* **YOUR OBJECTIVE**
Please provide the entries below again, word for word.

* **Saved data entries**
━━━━━━━━━━━━━━━━
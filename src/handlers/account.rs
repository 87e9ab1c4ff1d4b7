//! Handlers that need the user's mobile number

use crate::dataset::Dataset;
use crate::handlers::{Fulfillment, IntentHandler, Turn};
use crate::intent::Intent;
use crate::models::{format_amount, DatePeriod, MobileNumber};
use crate::slots::{
    ask_for_mobile, mobile_param, pending_period, remember_mobile, resolve_transaction_slots,
    stored_mobile, TransactionSlots, DATE_PERIOD_PARAM,
};
use crate::state::{SessionContext, ASK_MOBILE, GOT_MOBILE};
use crate::Result;
use tracing::{debug, info};

/// Ask for the mobile number and leave an `ask_mobile` marker behind
fn prompt_for_mobile(purpose: &str) -> Fulfillment {
    Fulfillment::message(format!(
        "Please share your registered mobile number so I can {}.",
        purpose
    ))
    .with_context(ask_for_mobile(None))
}

fn no_account(mobile: &MobileNumber) -> Fulfillment {
    Fulfillment::message(format!(
        "I couldn't find an account linked to mobile number {}.",
        mobile
    ))
}

fn transaction_report(dataset: &Dataset, mobile: &MobileNumber, period: &DatePeriod) -> Fulfillment {
    if !period.is_ordered() {
        return Fulfillment::message(format!(
            "The start date {} comes after the end date {}. Please give me a valid date range.",
            period.start, period.end
        ));
    }

    let Some(account) = dataset.account_by_mobile(mobile) else {
        return no_account(mobile);
    };

    let matched = account.transactions_in(period);
    debug!(period = %period, matched = matched.len(), "Filtered transactions");

    if matched.is_empty() {
        return Fulfillment::message(format!("No transactions found from {}.", period));
    }

    let mut report = format!("Here are your transactions from {}:", period);
    for transaction in matched {
        report.push_str(&format!(
            "\n• {}: {} in {}",
            transaction.date.format("%Y-%m-%d"),
            format_amount(transaction.amount),
            transaction.fund_name
        ));
    }
    Fulfillment::message(report)
}

/// Transactions for a date range; needs mobile and date range
pub struct TransactionHistoryHandler;

impl IntentHandler for TransactionHistoryHandler {
    fn intent(&self) -> Intent {
        Intent::TransactionHistory
    }

    fn description(&self) -> &'static str {
        "Show your transactions within a date range"
    }

    fn handle(&self, turn: &Turn<'_>) -> Result<Fulfillment> {
        let fulfillment = match resolve_transaction_slots(turn.parameters, turn.contexts) {
            TransactionSlots::MissingMobile { pending_period } => {
                debug!(has_period = pending_period.is_some(), "Mobile missing for history");
                Fulfillment::message(
                    "Please share your registered mobile number so I can fetch your transactions.",
                )
                .with_context(ask_for_mobile(pending_period))
            }
            TransactionSlots::MissingPeriod { .. } => {
                Fulfillment::message("For which dates would you like to see your transactions?")
            }
            TransactionSlots::Ready { mobile, period } => {
                transaction_report(turn.dataset, &mobile, &period)
            }
        };

        Ok(fulfillment)
    }
}

/// Stores the user's mobile number and resumes a pending history request
pub struct GetMobileNumberHandler;

impl IntentHandler for GetMobileNumberHandler {
    fn intent(&self) -> Intent {
        Intent::GetMobileNumber
    }

    fn description(&self) -> &'static str {
        "Remember your mobile number"
    }

    fn handle(&self, turn: &Turn<'_>) -> Result<Fulfillment> {
        let Some(raw) = mobile_param(turn.parameters) else {
            return Ok(Fulfillment::message(
                "I couldn't catch a mobile number there. Could you type it again?",
            ));
        };

        let remembered = remember_mobile(raw);

        let Some(period) = pending_period(turn.contexts) else {
            return Ok(Fulfillment::message(format!(
                "Thanks, I've saved your mobile number {}.",
                raw
            ))
            .with_context(remembered));
        };

        info!("Resuming transaction history with pending date range");

        let mut contexts = turn.contexts.clone();
        contexts.set(remembered.clone());

        let mut parameters = turn.parameters.clone();
        parameters.insert(DATE_PERIOD_PARAM.to_string(), period);

        let resumed = Turn {
            parameters: &parameters,
            contexts: &contexts,
            dataset: turn.dataset,
        };
        let report = TransactionHistoryHandler.handle(&resumed)?;

        let mut fulfillment = Fulfillment::new()
            .with_context(remembered)
            .with_context(SessionContext::expired(ASK_MOBILE));
        fulfillment.extend(report);
        Ok(fulfillment)
    }
}

/// Sum of every transaction on the account
pub struct PortfolioValuationHandler;

impl IntentHandler for PortfolioValuationHandler {
    fn intent(&self) -> Intent {
        Intent::PortfolioValuation
    }

    fn description(&self) -> &'static str {
        "Add up how much you have invested"
    }

    fn handle(&self, turn: &Turn<'_>) -> Result<Fulfillment> {
        let Some(mobile) = stored_mobile(turn.contexts) else {
            return Ok(prompt_for_mobile("value your portfolio"));
        };

        let Some(account) = turn.dataset.account_by_mobile(&mobile) else {
            return Ok(no_account(&mobile));
        };

        Ok(Fulfillment::message(format!(
            "Your total portfolio value is {} across {} transaction(s).",
            format_amount(account.total_invested()),
            account.transactions.len()
        )))
    }
}

/// Most recent transaction on the account
pub struct GetLastTransactionHandler;

impl IntentHandler for GetLastTransactionHandler {
    fn intent(&self) -> Intent {
        Intent::GetLastTransaction
    }

    fn description(&self) -> &'static str {
        "Show your latest transaction"
    }

    fn handle(&self, turn: &Turn<'_>) -> Result<Fulfillment> {
        let Some(mobile) = stored_mobile(turn.contexts) else {
            return Ok(prompt_for_mobile("look up your last transaction"));
        };

        let Some(account) = turn.dataset.account_by_mobile(&mobile) else {
            return Ok(no_account(&mobile));
        };

        let fulfillment = match account.last_transaction() {
            Some(last) => Fulfillment::message(format!(
                "Your last transaction was {} in {} on {}.",
                format_amount(last.amount),
                last.fund_name,
                last.date.format("%Y-%m-%d")
            )),
            None => Fulfillment::message("There are no transactions on your account yet."),
        };

        Ok(fulfillment)
    }
}

/// Forget the stored number and ask for a new one
pub struct ChangeMobileNumberHandler;

impl IntentHandler for ChangeMobileNumberHandler {
    fn intent(&self) -> Intent {
        Intent::ChangeMobileNumber
    }

    fn description(&self) -> &'static str {
        "Change the mobile number I use for you"
    }

    fn handle(&self, _turn: &Turn<'_>) -> Result<Fulfillment> {
        Ok(Fulfillment::message("Sure. What's the new mobile number?")
            .with_context(SessionContext::expired(GOT_MOBILE))
            .with_context(ask_for_mobile(None)))
    }
}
━━━━━━━━━━━━━━━━
* **SOLUTION TO THIS EXERCISE**
filename src/handlers/account.rs
repository 87e9ab1c4ff1d4b7
//! Handlers that need the user's mobile number

use crate::dataset::Dataset;
use crate::handlers::{Fulfillment, IntentHandler, Turn};
use crate::intent::Intent;
use crate::models::{format_amount, DatePeriod, MobileNumber};
use crate::slots::{
    ask_for_mobile, mobile_param, pending_period, remember_mobile, resolve_transaction_slots,
    stored_mobile, TransactionSlots, DATE_PERIOD_PARAM,
};
use crate::state::{SessionContext, ASK_MOBILE, GOT_MOBILE};
use crate::Result;
use tracing::{debug, info};

/// Ask for the mobile number and leave an `ask_mobile` marker behind
fn prompt_for_mobile(purpose: &str) -> Fulfillment {
    Fulfillment::message(format!(
        "Please share your registered mobile number so I can {}.",
        purpose
    ))
    .with_context(ask_for_mobile(None))
}

fn no_account(mobile: &MobileNumber) -> Fulfillment {
    Fulfillment::message(format!(
        "I couldn't find an account linked to mobile number {}.",
        mobile
    ))
}

fn transaction_report(dataset: &Dataset, mobile: &MobileNumber, period: &DatePeriod) -> Fulfillment {
    if !period.is_ordered() {
        return Fulfillment::message(format!(
            "The start date {} comes after the end date {}. Please give me a valid date range.",
            period.start, period.end
        ));
    }

    let Some(account) = dataset.account_by_mobile(mobile) else {
        return no_account(mobile);
    };

    let matched = account.transactions_in(period);
    debug!(period = %period, matched = matched.len(), "Filtered transactions");

    if matched.is_empty() {
        return Fulfillment::message(format!("No transactions found from {}.", period));
    }

    let mut report = format!("Here are your transactions from {}:", period);
    for transaction in matched {
        report.push_str(&format!(
            "\n• {}: {} in {}",
            transaction.date.format("%Y-%m-%d"),
            format_amount(transaction.amount),
            transaction.fund_name
        ));
    }
    Fulfillment::message(report)
}

/// Transactions for a date range; needs mobile and date range
pub struct TransactionHistoryHandler;

impl IntentHandler for TransactionHistoryHandler {
    fn intent(&self) -> Intent {
        Intent::TransactionHistory
    }

    fn description(&self) -> &'static str {
        "Show your transactions within a date range"
    }

    fn handle(&self, turn: &Turn<'_>) -> Result<Fulfillment> {
        let fulfillment = match resolve_transaction_slots(turn.parameters, turn.contexts) {
            TransactionSlots::MissingMobile { pending_period } => {
                debug!(has_period = pending_period.is_some(), "Mobile missing for history");
                Fulfillment::message(
                    "Please share your registered mobile number so I can fetch your transactions.",
                )
                .with_context(ask_for_mobile(pending_period))
            }
            TransactionSlots::MissingPeriod { .. } => {
                Fulfillment::message("For which dates would you like to see your transactions?")
            }
            TransactionSlots::Ready { mobile, period } => {
                transaction_report(turn.dataset, &mobile, &period)
            }
        };

        Ok(fulfillment)
    }
}

/// Stores the user's mobile number and resumes a pending history request
pub struct GetMobileNumberHandler;

impl IntentHandler for GetMobileNumberHandler {
    fn intent(&self) -> Intent {
        Intent::GetMobileNumber
    }

    fn description(&self) -> &'static str {
        "Remember your mobile number"
    }

    fn handle(&self, turn: &Turn<'_>) -> Result<Fulfillment> {
        let Some(raw) = mobile_param(turn.parameters) else {
            return Ok(Fulfillment::message(
                "I couldn't catch a mobile number there. Could you type it again?",
            ));
        };

        let remembered = remember_mobile(raw);

        let Some(period) = pending_period(turn.contexts) else {
            return Ok(Fulfillment::message(format!(
                "Thanks, I've saved your mobile number {}.",
                raw
            ))
            .with_context(remembered));
        };

        info!("Resuming transaction history with pending date range");

        let mut contexts = turn.contexts.clone();
        contexts.set(remembered.clone());

        let mut parameters = turn.parameters.clone();
        parameters.insert(DATE_PERIOD_PARAM.to_string(), period);

        let resumed = Turn {
            parameters: &parameters,
            contexts: &contexts,
            dataset: turn.dataset,
        };
        let report = TransactionHistoryHandler.handle(&resumed)?;

        let mut fulfillment = Fulfillment::new()
            .with_context(remembered)
            .with_context(SessionContext::expired(ASK_MOBILE));
        fulfillment.extend(report);
        Ok(fulfillment)
    }
}

/// Sum of every transaction on the account
pub struct PortfolioValuationHandler;

impl IntentHandler for PortfolioValuationHandler {
    fn intent(&self) -> Intent {
        Intent::PortfolioValuation
    }

    fn description(&self) -> &'static str {
        "Add up how much you have invested"
    }

    fn handle(&self, turn: &Turn<'_>) -> Result<Fulfillment> {
        let Some(mobile) = stored_mobile(turn.contexts) else {
            return Ok(prompt_for_mobile("value your portfolio"));
        };

        let Some(account) = turn.dataset.account_by_mobile(&mobile) else {
            return Ok(no_account(&mobile));
        };

        Ok(Fulfillment::message(format!(
            "Your total portfolio value is {} across {} transaction(s).",
            format_amount(account.total_invested()),
            account.transactions.len()
        )))
    }
}

/// Most recent transaction on the account
pub struct GetLastTransactionHandler;

impl IntentHandler for GetLastTransactionHandler {
    fn intent(&self) -> Intent {
        Intent::GetLastTransaction
    }

    fn description(&self) -> &'static str {
        "Show your latest transaction"
    }

    fn handle(&self, turn: &Turn<'_>) -> Result<Fulfillment> {
        let Some(mobile) = stored_mobile(turn.contexts) else {
            return Ok(prompt_for_mobile("look up your last transaction"));
        };

        let Some(account) = turn.dataset.account_by_mobile(&mobile) else {
            return Ok(no_account(&mobile));
        };

        let fulfillment = match account.last_transaction() {
            Some(last) => Fulfillment::message(format!(
                "Your last transaction was {} in {} on {}.",
                format_amount(last.amount),
                last.fund_name,
                last.date.format("%Y-%m-%d")
            )),
            None => Fulfillment::message("There are no transactions on your account yet."),
        };

        Ok(fulfillment)
    }
}

/// Forget the stored number and ask for a new one
pub struct ChangeMobileNumberHandler;

impl IntentHandler for ChangeMobileNumberHandler {
    fn intent(&self) -> Intent {
        Intent::ChangeMobileNumber
    }

    fn description(&self) -> &'static str {
        "Change the mobile number I use for you"
    }

    fn handle(&self, _turn: &Turn<'_>) -> Result<Fulfillment> {
        Ok(Fulfillment::message("Sure. What's the new mobile number?")
            .with_context(SessionContext::expired(GOT_MOBILE))
            .with_context(ask_for_mobile(None)))
    }
}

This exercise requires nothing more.